(Stored items)
════════════════
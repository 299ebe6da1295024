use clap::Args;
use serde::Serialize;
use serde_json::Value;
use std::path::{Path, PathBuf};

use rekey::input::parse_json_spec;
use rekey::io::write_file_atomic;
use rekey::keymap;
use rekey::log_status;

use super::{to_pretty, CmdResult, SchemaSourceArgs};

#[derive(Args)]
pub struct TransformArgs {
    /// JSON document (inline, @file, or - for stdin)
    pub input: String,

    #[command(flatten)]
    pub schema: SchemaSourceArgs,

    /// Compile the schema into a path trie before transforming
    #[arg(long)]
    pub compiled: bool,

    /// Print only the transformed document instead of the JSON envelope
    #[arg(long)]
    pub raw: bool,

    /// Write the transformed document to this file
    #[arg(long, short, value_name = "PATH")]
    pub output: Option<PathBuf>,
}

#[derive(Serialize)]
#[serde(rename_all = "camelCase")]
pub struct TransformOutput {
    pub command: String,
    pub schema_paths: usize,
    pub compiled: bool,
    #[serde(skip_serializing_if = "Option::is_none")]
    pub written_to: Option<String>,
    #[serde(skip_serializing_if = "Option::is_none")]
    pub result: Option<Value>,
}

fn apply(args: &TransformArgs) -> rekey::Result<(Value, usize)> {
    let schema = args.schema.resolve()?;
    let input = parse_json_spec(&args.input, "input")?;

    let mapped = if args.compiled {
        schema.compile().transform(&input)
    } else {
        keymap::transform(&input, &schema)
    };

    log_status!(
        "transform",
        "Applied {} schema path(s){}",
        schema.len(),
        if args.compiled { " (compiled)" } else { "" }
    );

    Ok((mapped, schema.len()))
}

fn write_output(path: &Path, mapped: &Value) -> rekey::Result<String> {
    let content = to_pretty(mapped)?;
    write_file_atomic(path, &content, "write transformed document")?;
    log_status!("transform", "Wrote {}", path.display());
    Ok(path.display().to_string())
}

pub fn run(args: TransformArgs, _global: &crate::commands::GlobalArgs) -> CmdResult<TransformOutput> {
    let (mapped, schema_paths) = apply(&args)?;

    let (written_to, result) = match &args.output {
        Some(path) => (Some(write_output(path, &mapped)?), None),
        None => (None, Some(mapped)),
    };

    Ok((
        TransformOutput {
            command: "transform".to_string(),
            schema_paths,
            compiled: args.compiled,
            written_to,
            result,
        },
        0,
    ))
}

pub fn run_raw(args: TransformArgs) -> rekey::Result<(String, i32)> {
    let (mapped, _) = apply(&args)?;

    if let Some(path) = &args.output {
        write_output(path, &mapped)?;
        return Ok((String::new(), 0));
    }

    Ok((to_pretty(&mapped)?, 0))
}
════════════════
Tally the lines in the entries above that hold the word "document". Reply with nothing but that count.

4